» What the task requires
Write out, word for word, the first line of the data below and every line after it through the one containing "Case handling differs".
Start of Task material
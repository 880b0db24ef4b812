// Subcountry resolver (ISO 3166-2 / FIPS 10-4)
//
// A `Country` is a resolved (name, code) pair plus a borrow of that country's
// subdivision tables.
//
// Case handling differs per accessor:
// - `full_name`, `fips10_4_code`, `subcountry`: input is upper-cased after cleaning
// - `category`, `regional_division`, `iso3166_2_code`: cleaned only, matched as given
// - `code`: exact match first, then a case-insensitive scan over names

use std::borrow::Cow;
use std::collections::HashMap;
use std::fmt;

use crate::catalog::{sorted_keys, Catalog};
use crate::dataset::tables::{SubcountryRecord, SubcountryTables};
use crate::dataset::Dataset;
use crate::lookup::Lookup;
use crate::normalize::clean;

/// Handle on one country and its subdivisions
#[derive(Debug, Clone, Copy)]
pub struct Country<'a> {
    name: &'a str,
    code: &'a str,
    tables: &'a SubcountryTables,
}

impl<'a> Country<'a> {
    /// Two-character identifiers are treated as codes (case-insensitive),
    /// anything else must equal the stored country name.
    pub(crate) fn resolve(dataset: &'a Dataset, identifier: &str) -> Option<Self> {
        let found = if identifier.chars().count() == 2 {
            dataset
                .country_by_code
                .get_key_value(identifier.to_uppercase().as_str())
                .map(|(code, name)| (name, code))
        } else {
            dataset.country_by_name.get_key_value(identifier)
        };

        let Some((name, code)) = found else {
            log::warn!("Unknown country identifier {:?}", identifier);
            return None;
        };
        let tables = dataset.subcountries.get(code)?;

        Some(Self {
            name: name.as_str(),
            code: code.as_str(),
            tables,
        })
    }

    /// Canonical country name
    pub fn country(&self) -> &'a str {
        self.name
    }

    /// ISO 3166-1 alpha-2 code
    pub fn country_code(&self) -> &'a str {
        self.code
    }

    pub fn has_sub_countries(&self) -> bool {
        !self.tables.code_to_name.is_empty()
    }

    /// Subdivision code for a name.
    ///
    /// Falls back to a case-insensitive scan in dataset order when the
    /// cleaned name has no exact match; stored names are cleaned the same way
    /// for that comparison. The first hit wins.
    pub fn code(&self, full_name: &str) -> Lookup<&'a str> {
        if !self.has_sub_countries() {
            return Lookup::NotApplicable;
        }
        let tables: &'a SubcountryTables = self.tables;
        let name = clean(full_name);

        if let Some(code) = tables.name_to_code.get(&*name) {
            return Lookup::Found(code.as_str());
        }

        let wanted = name.to_uppercase();
        tables
            .name_order
            .iter()
            .find(|candidate| clean(candidate).to_uppercase() == wanted)
            .and_then(|candidate| tables.name_to_code.get(candidate))
            .map(String::as_str)
            .into()
    }

    /// Subdivision name for a code, optionally upper-cased.
    ///
    /// Upper-casing applies to found names only; a miss stays `NotFound`.
    pub fn full_name(&self, code: &str, upper_case: bool) -> Lookup<Cow<'a, str>> {
        if !self.has_sub_countries() {
            return Lookup::NotApplicable;
        }
        let tables: &'a SubcountryTables = self.tables;
        let code = clean(code).to_uppercase();

        match tables.code_to_name.get(&code) {
            Some(name) if upper_case => Lookup::Found(Cow::Owned(name.to_uppercase())),
            Some(name) => Lookup::Found(Cow::Borrowed(name.as_str())),
            None => Lookup::NotFound,
        }
    }

    pub fn category(&self, code: &str) -> Lookup<&'a str> {
        let tables: &'a SubcountryTables = self.tables;
        tables
            .category
            .get(&*clean(code))
            .map(String::as_str)
            .into()
    }

    pub fn regional_division(&self, code: &str) -> Lookup<&'a str> {
        let tables: &'a SubcountryTables = self.tables;
        tables
            .division
            .get(&*clean(code))
            .map(String::as_str)
            .into()
    }

    /// FIPS 10-4 code for an ISO 3166-2 code
    pub fn fips10_4_code(&self, code: &str) -> Lookup<&'a str> {
        let tables: &'a SubcountryTables = self.tables;
        tables
            .iso_to_fips
            .get(&clean(code).to_uppercase())
            .map(String::as_str)
            .into()
    }

    /// ISO 3166-2 code for a FIPS 10-4 code
    pub fn iso3166_2_code(&self, fips: &str) -> Lookup<&'a str> {
        let tables: &'a SubcountryTables = self.tables;
        tables
            .fips_to_iso
            .get(&*clean(fips))
            .map(String::as_str)
            .into()
    }

    /// Every subdivision record, including ones without a code, in dataset order
    pub fn subcountries(&self) -> &'a [SubcountryRecord] {
        &self.tables.records
    }

    /// Full record for a subdivision code
    pub fn subcountry(&self, code: &str) -> Option<&'a SubcountryRecord> {
        let tables: &'a SubcountryTables = self.tables;
        let code = clean(code).to_uppercase();
        tables
            .records
            .iter()
            .find(|r| r.code.as_deref() == Some(code.as_str()))
    }
}

impl<'a> Catalog<'a> for Country<'a> {
    fn all_codes(&self) -> Lookup<Vec<&'a str>> {
        if !self.has_sub_countries() {
            return Lookup::NotApplicable;
        }
        let tables: &'a SubcountryTables = self.tables;
        Lookup::Found(sorted_keys(&tables.code_to_name))
    }

    fn all_full_names(&self) -> Lookup<Vec<&'a str>> {
        if !self.has_sub_countries() {
            return Lookup::NotApplicable;
        }
        let tables: &'a SubcountryTables = self.tables;
        Lookup::Found(sorted_keys(&tables.name_to_code))
    }

    fn code_full_name_hash(&self) -> Lookup<&'a HashMap<String, String>> {
        if !self.has_sub_countries() {
            return Lookup::NotApplicable;
        }
        Lookup::Found(&self.tables.code_to_name)
    }

    fn full_name_code_hash(&self) -> Lookup<&'a HashMap<String, String>> {
        if !self.has_sub_countries() {
            return Lookup::NotApplicable;
        }
        Lookup::Found(&self.tables.name_to_code)
    }
}

impl fmt::Display for Country<'_> {
    fn fmt(&self, f: &mut fmt::Formatter<'_>) -> fmt::Result {
        write!(f, "{} ({})", self.name, self.code)
    }
}

#[cfg(test)]
mod tests {
    use super::*;

    fn embedded() -> Dataset {
        let _ = env_logger::builder().is_test(true).try_init();
        Dataset::embedded().unwrap()
    }

    fn name(lookup: Lookup<Cow<'_, str>>) -> Option<String> {
        lookup.found().map(Cow::into_owned)
    }

    #[test]
    fn test_resolve_by_code_any_case() {
        let dataset = embedded();
        let upper = dataset.country("AU").unwrap();
        let lower = dataset.country("au").unwrap();
        assert_eq!(upper.country_code(), "AU");
        assert_eq!(lower.country_code(), "AU");
        assert_eq!(upper.country(), "Australia");
    }

    #[test]
    fn test_resolve_by_name() {
        let dataset = embedded();
        assert_eq!(dataset.country("Australia").unwrap().country_code(), "AU");
        // names are not case-folded
        assert!(dataset.country("australia").is_none());
    }

    #[test]
    fn test_every_code_resolves_to_itself() {
        let dataset = embedded();
        for record in dataset.world().countries() {
            let country = dataset.country(&record.code.to_lowercase()).unwrap();
            assert_eq!(country.country_code(), record.code);
            assert_eq!(dataset.country(&record.name).unwrap().country_code(), record.code);
        }
    }

    #[test]
    fn test_unknown_country() {
        let dataset = embedded();
        assert!(dataset.country("XX").is_none());
        assert!(dataset.country("Atlantis").is_none());
        assert!(dataset.country("").is_none());
    }

    #[test]
    fn test_code_trims_and_falls_back() {
        let dataset = embedded();
        let au = dataset.country("AU").unwrap();
        assert_eq!(au.code("New South Wales "), Lookup::Found("NSW"));
        assert_eq!(au.code("New South Wales"), Lookup::Found("NSW"));
        assert_eq!(au.code("new south wales"), Lookup::Found("NSW"));
        assert_eq!(au.code("NEW SOUTH WALES"), Lookup::Found("NSW"));
        assert_eq!(au.code("  new  south wales"), Lookup::Found("NSW"));
        assert_eq!(au.code("Atlantis"), Lookup::NotFound);
        assert_eq!(au.code("Atlantis").or_unknown(), Some("unknown"));
    }

    #[test]
    fn test_full_name_upper_case() {
        let dataset = embedded();
        let au = dataset.country("AU").unwrap();
        assert_eq!(name(au.full_name("Qld", true)).as_deref(), Some("QUEENSLAND"));
        assert_eq!(name(au.full_name("qld", false)).as_deref(), Some("Queensland"));
        assert_eq!(au.full_name("ZZ", true).or_unknown(), Some("unknown"));
    }

    #[test]
    fn test_gb_division() {
        let dataset = embedded();
        let gb = dataset.country("GB").unwrap();
        assert_eq!(name(gb.full_name("DGY", false)).as_deref(), Some("Dumfries and Galloway"));
        assert_eq!(gb.regional_division("DGY"), Lookup::Found("SCT"));
        assert_eq!(gb.category("DGY"), Lookup::Found("council area"));
        assert_eq!(gb.regional_division("ENG"), Lookup::NotFound);
    }

    #[test]
    fn test_category_is_case_sensitive() {
        let dataset = embedded();
        let gb = dataset.country("GB").unwrap();
        assert_eq!(gb.category("dgy"), Lookup::NotFound);
        assert_eq!(gb.regional_division("dgy"), Lookup::NotFound);
        assert_eq!(gb.category(" DGY "), Lookup::Found("council area"));
    }

    #[test]
    fn test_fips_cross_reference() {
        let dataset = embedded();
        let au = dataset.country("AU").unwrap();
        assert_eq!(au.fips10_4_code("ACT"), Lookup::Found("01"));
        assert_eq!(au.fips10_4_code("act"), Lookup::Found("01"));
        assert_eq!(au.iso3166_2_code("02"), Lookup::Found("NSW"));
        assert_eq!(au.iso3166_2_code("99"), Lookup::NotFound);

        let gb = dataset.country("GB").unwrap();
        assert_eq!(gb.fips10_4_code("DGY"), Lookup::NotFound);
    }

    #[test]
    fn test_unknown_inputs() {
        let dataset = embedded();
        let au = dataset.country("AU").unwrap();
        assert_eq!(au.full_name("ZZ", false), Lookup::NotFound);
        assert_eq!(au.category("ZZ"), Lookup::NotFound);
        assert_eq!(au.category("ZZ").or_unknown(), Some("unknown"));
    }

    #[test]
    fn test_no_subdivisions() {
        let dataset = embedded();
        let sg = dataset.country("SG").unwrap();
        assert!(!sg.has_sub_countries());
        assert_eq!(sg.code("anything"), Lookup::NotApplicable);
        assert_eq!(sg.code("anything").or_unknown(), None);
        assert!(sg.full_name("01", true).is_not_applicable());
        assert_eq!(sg.all_codes(), Lookup::NotApplicable);
        assert_eq!(sg.all_full_names(), Lookup::NotApplicable);
        assert!(sg.code_full_name_hash().is_not_applicable());
        assert!(sg.full_name_code_hash().is_not_applicable());
        assert_eq!(sg.category("01"), Lookup::NotFound);
    }

    #[test]
    fn test_round_trip() {
        let dataset = embedded();
        for code in ["AU", "CA", "DE", "GB", "US"] {
            let country = dataset.country(code).unwrap();
            let pairs = country.code_full_name_hash().found().unwrap();
            for (sub_code, sub_name) in pairs {
                assert_eq!(
                    name(country.full_name(sub_code, false)).as_deref(),
                    Some(sub_name.as_str())
                );
                assert_eq!(country.code(sub_name), Lookup::Found(sub_code.as_str()));
            }
        }
    }

    #[test]
    fn test_sorted_listings() {
        let dataset = embedded();
        let au = dataset.country("AU").unwrap();
        assert_eq!(
            au.all_codes(),
            Lookup::Found(vec!["ACT", "NSW", "NT", "QLD", "SA", "TAS", "VIC", "WA"])
        );
        let names = au.all_full_names().found().unwrap();
        assert_eq!(names.first(), Some(&"Australian Capital Territory"));
        assert_eq!(names.last(), Some(&"Western Australia"));
        assert_eq!(au.full_name_code_hash().found().unwrap()["Tasmania"], "TAS");
    }

    #[test]
    fn test_codeless_records() {
        let dataset = embedded();
        let gb = dataset.country("GB").unwrap();
        let strathclyde = gb
            .subcountries()
            .iter()
            .find(|r| r.name == "Strathclyde")
            .unwrap();
        assert_eq!(strathclyde.code, None);
        assert_eq!(strathclyde.regional_division.as_deref(), Some("SCT"));
        assert_eq!(gb.code("Strathclyde"), Lookup::NotFound);
        assert!(!gb.all_full_names().found().unwrap().contains(&"Strathclyde"));
    }

    #[test]
    fn test_subcountry_record() {
        let dataset = embedded();
        let us = dataset.country("US").unwrap();
        let dc = us.subcountry("d.c.").unwrap();
        assert_eq!(dc.name, "District of Columbia");
        assert_eq!(dc.category.as_deref(), Some("district"));
        assert_eq!(dc.fips10_4.as_deref(), Some("11"));
        assert!(us.subcountry("ZZ").is_none());
    }

    #[test]
    fn test_ambiguous_names_last_wins_and_scan_order() {
        let dataset = Dataset::from_json(
            r#"[{"name": "Testland", "code": "TL", "subcountries": [
                {"name": "Saint Anne", "code": "SA1"},
                {"name": "SAINT ANNE", "code": "SA2"},
                {"name": "Saint Anne", "code": "SA3"}
            ]}]"#,
        )
        .unwrap();
        let tl = dataset.country("TL").unwrap();
        assert_eq!(tl.code("Saint Anne"), Lookup::Found("SA3"));
        // scan hits "Saint Anne" before "SAINT ANNE"
        assert_eq!(tl.code("saint anne"), Lookup::Found("SA3"));
        assert_eq!(tl.code("SAINT ANNE"), Lookup::Found("SA2"));
        assert_eq!(name(tl.full_name("sa1", false)).as_deref(), Some("Saint Anne"));
    }

    #[test]
    fn test_code_for_stored_name_with_periods() {
        let dataset = embedded();
        let us = dataset.country("US").unwrap();
        let stored = name(us.full_name("VI", false)).unwrap();
        assert_eq!(stored, "Virgin Islands, U.S.");
        assert_eq!(us.code(&stored), Lookup::Found("VI"));
        assert_eq!(us.code("Virgin Islands, US"), Lookup::Found("VI"));
        assert_eq!(us.code("virgin islands, u.s."), Lookup::Found("VI"));
    }

    #[test]
    fn test_display() {
        let dataset = embedded();
        assert_eq!(dataset.country("gb").unwrap().to_string(), "United Kingdom (GB)");
    }
}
End of Task material
» Output for this exercise
repository 880b0db24ef4b812
// Subcountry resolver (ISO 3166-2 / FIPS 10-4)
//
// A `Country` is a resolved (name, code) pair plus a borrow of that country's
// subdivision tables.
//
// Case handling differs per accessor:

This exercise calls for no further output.